(Beginning of Data for processing)

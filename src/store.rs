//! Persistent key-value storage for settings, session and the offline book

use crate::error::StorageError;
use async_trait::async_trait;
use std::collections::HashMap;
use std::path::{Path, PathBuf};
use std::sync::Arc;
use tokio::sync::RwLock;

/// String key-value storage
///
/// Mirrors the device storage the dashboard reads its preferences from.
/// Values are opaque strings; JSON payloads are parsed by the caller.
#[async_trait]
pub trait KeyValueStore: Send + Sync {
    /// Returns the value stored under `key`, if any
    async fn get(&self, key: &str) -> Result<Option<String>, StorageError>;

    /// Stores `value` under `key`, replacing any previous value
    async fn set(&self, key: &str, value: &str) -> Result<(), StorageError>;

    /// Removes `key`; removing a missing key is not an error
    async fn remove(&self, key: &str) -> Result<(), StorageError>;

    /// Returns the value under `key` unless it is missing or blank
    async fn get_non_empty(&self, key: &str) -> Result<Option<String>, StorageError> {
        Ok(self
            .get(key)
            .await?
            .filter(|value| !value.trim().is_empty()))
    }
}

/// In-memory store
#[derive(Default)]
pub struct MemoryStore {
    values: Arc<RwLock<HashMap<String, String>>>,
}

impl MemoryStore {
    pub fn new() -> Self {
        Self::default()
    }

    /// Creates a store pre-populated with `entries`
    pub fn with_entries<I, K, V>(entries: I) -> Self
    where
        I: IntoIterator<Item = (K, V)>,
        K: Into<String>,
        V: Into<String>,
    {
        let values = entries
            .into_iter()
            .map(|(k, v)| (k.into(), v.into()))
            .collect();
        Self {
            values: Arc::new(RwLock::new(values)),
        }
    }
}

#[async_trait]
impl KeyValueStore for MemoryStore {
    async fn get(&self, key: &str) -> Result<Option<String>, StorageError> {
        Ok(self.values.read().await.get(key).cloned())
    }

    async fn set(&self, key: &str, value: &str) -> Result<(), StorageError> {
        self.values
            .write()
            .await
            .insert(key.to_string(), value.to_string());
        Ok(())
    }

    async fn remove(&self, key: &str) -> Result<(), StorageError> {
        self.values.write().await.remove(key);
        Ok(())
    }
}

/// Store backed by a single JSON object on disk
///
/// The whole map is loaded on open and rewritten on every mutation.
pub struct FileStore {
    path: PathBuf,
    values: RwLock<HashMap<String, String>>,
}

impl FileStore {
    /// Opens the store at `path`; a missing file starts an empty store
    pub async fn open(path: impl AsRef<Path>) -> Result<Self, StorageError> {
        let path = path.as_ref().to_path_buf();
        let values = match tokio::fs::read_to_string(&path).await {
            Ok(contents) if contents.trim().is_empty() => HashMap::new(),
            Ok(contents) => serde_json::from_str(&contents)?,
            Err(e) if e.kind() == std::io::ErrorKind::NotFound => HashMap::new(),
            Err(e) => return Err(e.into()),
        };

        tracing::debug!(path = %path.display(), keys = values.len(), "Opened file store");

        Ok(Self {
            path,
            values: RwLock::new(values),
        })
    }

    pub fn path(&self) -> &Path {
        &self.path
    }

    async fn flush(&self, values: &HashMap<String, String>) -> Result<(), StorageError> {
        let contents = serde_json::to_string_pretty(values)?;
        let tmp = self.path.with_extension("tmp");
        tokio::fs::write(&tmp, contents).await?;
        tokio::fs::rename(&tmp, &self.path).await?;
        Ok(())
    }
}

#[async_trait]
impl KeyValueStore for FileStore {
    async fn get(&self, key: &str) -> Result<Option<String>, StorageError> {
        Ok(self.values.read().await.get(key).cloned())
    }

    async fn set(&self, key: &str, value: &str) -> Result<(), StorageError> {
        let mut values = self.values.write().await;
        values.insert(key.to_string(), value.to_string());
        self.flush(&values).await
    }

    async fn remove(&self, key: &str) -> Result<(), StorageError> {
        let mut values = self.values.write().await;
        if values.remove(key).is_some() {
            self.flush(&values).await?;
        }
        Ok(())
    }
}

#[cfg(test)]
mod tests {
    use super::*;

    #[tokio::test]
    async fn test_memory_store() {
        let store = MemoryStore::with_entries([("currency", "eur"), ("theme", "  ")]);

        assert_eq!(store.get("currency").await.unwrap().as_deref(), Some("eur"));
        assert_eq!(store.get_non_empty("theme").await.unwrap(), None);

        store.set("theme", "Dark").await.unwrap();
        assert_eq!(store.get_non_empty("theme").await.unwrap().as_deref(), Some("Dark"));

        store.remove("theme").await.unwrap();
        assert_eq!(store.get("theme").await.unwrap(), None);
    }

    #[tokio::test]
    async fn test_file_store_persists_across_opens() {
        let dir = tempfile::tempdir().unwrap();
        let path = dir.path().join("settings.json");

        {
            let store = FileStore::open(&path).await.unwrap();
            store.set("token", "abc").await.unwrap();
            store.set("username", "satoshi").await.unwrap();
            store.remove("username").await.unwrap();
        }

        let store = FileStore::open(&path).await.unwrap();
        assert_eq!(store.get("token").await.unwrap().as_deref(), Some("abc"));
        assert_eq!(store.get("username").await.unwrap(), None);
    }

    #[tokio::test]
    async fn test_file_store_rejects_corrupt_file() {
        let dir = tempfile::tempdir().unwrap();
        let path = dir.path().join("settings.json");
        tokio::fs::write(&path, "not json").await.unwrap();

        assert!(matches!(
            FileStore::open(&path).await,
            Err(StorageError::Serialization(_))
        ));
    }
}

(End of Data for processing)
(Beginning of Data for processing)

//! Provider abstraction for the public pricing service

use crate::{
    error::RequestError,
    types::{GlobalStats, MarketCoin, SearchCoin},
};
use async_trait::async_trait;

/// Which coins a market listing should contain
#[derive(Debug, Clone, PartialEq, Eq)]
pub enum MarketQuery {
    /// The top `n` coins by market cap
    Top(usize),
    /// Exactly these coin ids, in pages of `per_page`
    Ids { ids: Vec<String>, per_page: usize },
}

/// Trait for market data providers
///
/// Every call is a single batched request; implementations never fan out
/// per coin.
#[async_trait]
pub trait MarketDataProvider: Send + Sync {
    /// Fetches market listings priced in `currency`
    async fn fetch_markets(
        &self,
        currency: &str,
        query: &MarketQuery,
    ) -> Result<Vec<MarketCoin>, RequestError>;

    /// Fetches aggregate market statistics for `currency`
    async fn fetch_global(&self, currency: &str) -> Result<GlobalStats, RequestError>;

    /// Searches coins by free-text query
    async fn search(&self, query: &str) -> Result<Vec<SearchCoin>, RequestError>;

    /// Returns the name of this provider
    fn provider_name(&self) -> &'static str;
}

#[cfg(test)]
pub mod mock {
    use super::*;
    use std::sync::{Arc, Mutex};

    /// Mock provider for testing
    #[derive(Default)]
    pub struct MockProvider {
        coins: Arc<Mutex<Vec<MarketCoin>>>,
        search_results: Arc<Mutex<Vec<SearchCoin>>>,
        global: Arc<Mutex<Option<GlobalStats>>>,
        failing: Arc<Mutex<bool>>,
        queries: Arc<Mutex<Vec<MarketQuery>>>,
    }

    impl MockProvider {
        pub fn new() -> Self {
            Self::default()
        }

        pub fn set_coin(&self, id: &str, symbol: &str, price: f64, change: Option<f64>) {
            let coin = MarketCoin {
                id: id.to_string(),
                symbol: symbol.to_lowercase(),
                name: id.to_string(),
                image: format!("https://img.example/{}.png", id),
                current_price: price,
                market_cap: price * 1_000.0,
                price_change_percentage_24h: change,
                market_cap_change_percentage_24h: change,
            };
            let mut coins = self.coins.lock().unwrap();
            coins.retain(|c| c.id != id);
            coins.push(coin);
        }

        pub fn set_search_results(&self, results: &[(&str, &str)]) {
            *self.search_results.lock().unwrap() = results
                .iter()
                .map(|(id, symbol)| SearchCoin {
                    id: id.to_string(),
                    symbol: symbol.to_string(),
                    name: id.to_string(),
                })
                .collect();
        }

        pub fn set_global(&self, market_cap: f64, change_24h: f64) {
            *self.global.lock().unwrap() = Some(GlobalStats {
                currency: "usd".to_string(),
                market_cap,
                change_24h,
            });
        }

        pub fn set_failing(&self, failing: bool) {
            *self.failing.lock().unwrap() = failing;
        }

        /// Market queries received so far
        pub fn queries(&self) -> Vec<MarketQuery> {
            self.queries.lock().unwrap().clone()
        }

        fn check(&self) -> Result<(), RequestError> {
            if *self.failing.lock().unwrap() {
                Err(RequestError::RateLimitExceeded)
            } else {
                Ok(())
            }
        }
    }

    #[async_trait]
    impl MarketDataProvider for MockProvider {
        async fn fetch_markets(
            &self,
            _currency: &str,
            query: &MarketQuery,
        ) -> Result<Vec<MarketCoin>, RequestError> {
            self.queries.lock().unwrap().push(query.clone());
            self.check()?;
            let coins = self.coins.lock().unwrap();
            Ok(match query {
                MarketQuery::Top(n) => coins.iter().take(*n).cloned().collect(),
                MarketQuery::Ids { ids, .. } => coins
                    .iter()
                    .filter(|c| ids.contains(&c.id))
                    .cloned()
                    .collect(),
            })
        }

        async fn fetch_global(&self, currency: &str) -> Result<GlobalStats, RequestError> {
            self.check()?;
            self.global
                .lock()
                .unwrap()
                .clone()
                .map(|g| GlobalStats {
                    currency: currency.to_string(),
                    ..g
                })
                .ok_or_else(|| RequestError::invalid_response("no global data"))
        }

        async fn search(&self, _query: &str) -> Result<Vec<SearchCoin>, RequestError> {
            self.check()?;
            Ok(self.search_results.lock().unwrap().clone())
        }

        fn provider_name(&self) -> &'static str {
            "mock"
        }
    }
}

(End of Data for processing)
(Beginning of Data for processing)

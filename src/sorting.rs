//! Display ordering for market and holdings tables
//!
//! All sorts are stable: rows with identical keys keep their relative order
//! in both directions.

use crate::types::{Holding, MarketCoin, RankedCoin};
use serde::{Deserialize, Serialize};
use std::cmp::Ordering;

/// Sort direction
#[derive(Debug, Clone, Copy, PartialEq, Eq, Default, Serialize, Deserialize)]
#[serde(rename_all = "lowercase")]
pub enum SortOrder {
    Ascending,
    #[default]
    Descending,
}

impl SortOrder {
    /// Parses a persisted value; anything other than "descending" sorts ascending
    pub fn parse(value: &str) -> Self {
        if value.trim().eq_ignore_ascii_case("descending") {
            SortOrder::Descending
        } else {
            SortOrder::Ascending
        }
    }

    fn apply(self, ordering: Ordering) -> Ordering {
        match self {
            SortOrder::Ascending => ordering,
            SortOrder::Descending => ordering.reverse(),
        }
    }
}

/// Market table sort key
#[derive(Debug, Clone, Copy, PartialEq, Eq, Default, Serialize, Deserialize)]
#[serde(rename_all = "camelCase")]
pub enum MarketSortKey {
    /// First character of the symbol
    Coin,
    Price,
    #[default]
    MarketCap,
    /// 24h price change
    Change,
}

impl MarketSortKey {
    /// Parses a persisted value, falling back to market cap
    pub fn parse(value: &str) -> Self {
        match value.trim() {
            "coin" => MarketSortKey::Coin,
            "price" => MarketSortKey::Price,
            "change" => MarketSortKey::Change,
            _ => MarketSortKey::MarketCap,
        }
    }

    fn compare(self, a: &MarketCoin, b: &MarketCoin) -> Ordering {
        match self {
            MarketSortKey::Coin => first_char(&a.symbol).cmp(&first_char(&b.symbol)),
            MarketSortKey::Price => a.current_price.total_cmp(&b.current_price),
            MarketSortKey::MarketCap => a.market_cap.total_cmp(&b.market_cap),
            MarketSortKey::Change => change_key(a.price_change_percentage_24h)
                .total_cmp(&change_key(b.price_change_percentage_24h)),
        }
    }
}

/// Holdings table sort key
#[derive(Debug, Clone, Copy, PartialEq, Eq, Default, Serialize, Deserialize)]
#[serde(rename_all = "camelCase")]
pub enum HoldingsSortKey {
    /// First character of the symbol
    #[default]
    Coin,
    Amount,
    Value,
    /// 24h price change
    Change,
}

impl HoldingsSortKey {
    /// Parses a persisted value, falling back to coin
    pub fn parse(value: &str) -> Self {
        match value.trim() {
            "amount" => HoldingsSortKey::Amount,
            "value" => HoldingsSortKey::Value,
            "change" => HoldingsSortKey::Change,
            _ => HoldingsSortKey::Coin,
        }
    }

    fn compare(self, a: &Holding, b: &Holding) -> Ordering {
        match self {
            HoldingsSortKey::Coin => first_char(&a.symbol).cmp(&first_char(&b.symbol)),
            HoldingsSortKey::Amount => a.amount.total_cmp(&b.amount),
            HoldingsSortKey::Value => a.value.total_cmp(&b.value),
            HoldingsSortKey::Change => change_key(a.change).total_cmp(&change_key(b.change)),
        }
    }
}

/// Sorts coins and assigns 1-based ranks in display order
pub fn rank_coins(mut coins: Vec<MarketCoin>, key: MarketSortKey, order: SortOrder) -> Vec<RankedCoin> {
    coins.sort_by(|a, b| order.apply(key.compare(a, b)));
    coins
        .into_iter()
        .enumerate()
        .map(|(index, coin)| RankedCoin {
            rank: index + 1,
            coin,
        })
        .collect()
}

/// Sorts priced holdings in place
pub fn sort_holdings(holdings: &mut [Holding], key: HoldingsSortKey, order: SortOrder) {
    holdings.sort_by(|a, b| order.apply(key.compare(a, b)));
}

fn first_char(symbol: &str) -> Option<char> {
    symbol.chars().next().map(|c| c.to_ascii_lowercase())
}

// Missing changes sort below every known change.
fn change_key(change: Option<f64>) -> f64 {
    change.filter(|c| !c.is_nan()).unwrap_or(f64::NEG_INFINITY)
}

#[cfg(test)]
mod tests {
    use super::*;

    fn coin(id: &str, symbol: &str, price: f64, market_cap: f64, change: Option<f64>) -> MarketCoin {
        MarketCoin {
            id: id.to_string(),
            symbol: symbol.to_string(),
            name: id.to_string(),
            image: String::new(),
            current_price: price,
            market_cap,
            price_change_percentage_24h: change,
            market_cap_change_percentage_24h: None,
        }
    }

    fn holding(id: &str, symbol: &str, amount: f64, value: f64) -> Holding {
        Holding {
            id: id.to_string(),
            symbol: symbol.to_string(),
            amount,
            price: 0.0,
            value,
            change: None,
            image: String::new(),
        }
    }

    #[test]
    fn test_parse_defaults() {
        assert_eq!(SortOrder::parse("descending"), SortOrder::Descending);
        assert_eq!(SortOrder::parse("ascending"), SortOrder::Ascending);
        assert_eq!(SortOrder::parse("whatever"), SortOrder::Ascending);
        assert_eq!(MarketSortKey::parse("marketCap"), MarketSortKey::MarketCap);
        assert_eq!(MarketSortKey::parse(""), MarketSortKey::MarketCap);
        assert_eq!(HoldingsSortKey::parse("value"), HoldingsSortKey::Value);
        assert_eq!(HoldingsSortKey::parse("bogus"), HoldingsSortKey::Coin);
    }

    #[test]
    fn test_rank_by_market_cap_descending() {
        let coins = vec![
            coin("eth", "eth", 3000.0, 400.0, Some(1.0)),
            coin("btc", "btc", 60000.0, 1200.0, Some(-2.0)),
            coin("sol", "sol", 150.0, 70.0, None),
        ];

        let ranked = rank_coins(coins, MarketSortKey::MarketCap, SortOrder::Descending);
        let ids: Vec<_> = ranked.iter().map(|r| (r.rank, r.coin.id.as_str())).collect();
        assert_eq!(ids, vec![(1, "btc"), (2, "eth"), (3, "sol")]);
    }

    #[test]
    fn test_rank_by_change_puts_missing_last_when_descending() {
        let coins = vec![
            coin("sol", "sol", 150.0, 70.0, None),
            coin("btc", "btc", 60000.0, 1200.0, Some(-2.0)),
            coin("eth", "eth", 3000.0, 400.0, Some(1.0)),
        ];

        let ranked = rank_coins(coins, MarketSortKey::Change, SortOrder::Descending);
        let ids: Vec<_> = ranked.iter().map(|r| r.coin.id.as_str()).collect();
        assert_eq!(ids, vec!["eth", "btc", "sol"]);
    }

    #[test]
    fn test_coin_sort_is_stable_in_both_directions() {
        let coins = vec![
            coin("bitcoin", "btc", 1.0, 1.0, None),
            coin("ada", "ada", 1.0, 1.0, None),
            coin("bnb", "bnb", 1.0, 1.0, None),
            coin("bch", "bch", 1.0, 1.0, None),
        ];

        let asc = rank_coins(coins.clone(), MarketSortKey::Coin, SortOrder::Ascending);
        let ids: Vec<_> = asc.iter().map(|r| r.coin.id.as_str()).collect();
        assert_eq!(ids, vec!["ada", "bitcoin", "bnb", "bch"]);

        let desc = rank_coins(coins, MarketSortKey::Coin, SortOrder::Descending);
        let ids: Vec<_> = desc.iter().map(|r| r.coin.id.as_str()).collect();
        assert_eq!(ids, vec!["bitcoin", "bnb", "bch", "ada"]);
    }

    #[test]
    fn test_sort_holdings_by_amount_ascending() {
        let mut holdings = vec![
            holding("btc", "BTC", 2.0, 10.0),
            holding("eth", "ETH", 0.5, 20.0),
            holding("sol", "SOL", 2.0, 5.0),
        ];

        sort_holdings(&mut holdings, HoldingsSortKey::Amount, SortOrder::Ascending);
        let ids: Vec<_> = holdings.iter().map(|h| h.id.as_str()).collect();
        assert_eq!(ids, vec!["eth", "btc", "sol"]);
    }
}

(End of Data for processing)

(Required work): Wherever the string "cloned" is found in the entries, copy the line it sits in.

(Exercise output):
        Ok(self.values.read().await.get(key).cloned())
        Ok(self.values.read().await.get(key).cloned())
                MarketQuery::Top(n) => coins.iter().take(*n).cloned().collect(),
                    .cloned()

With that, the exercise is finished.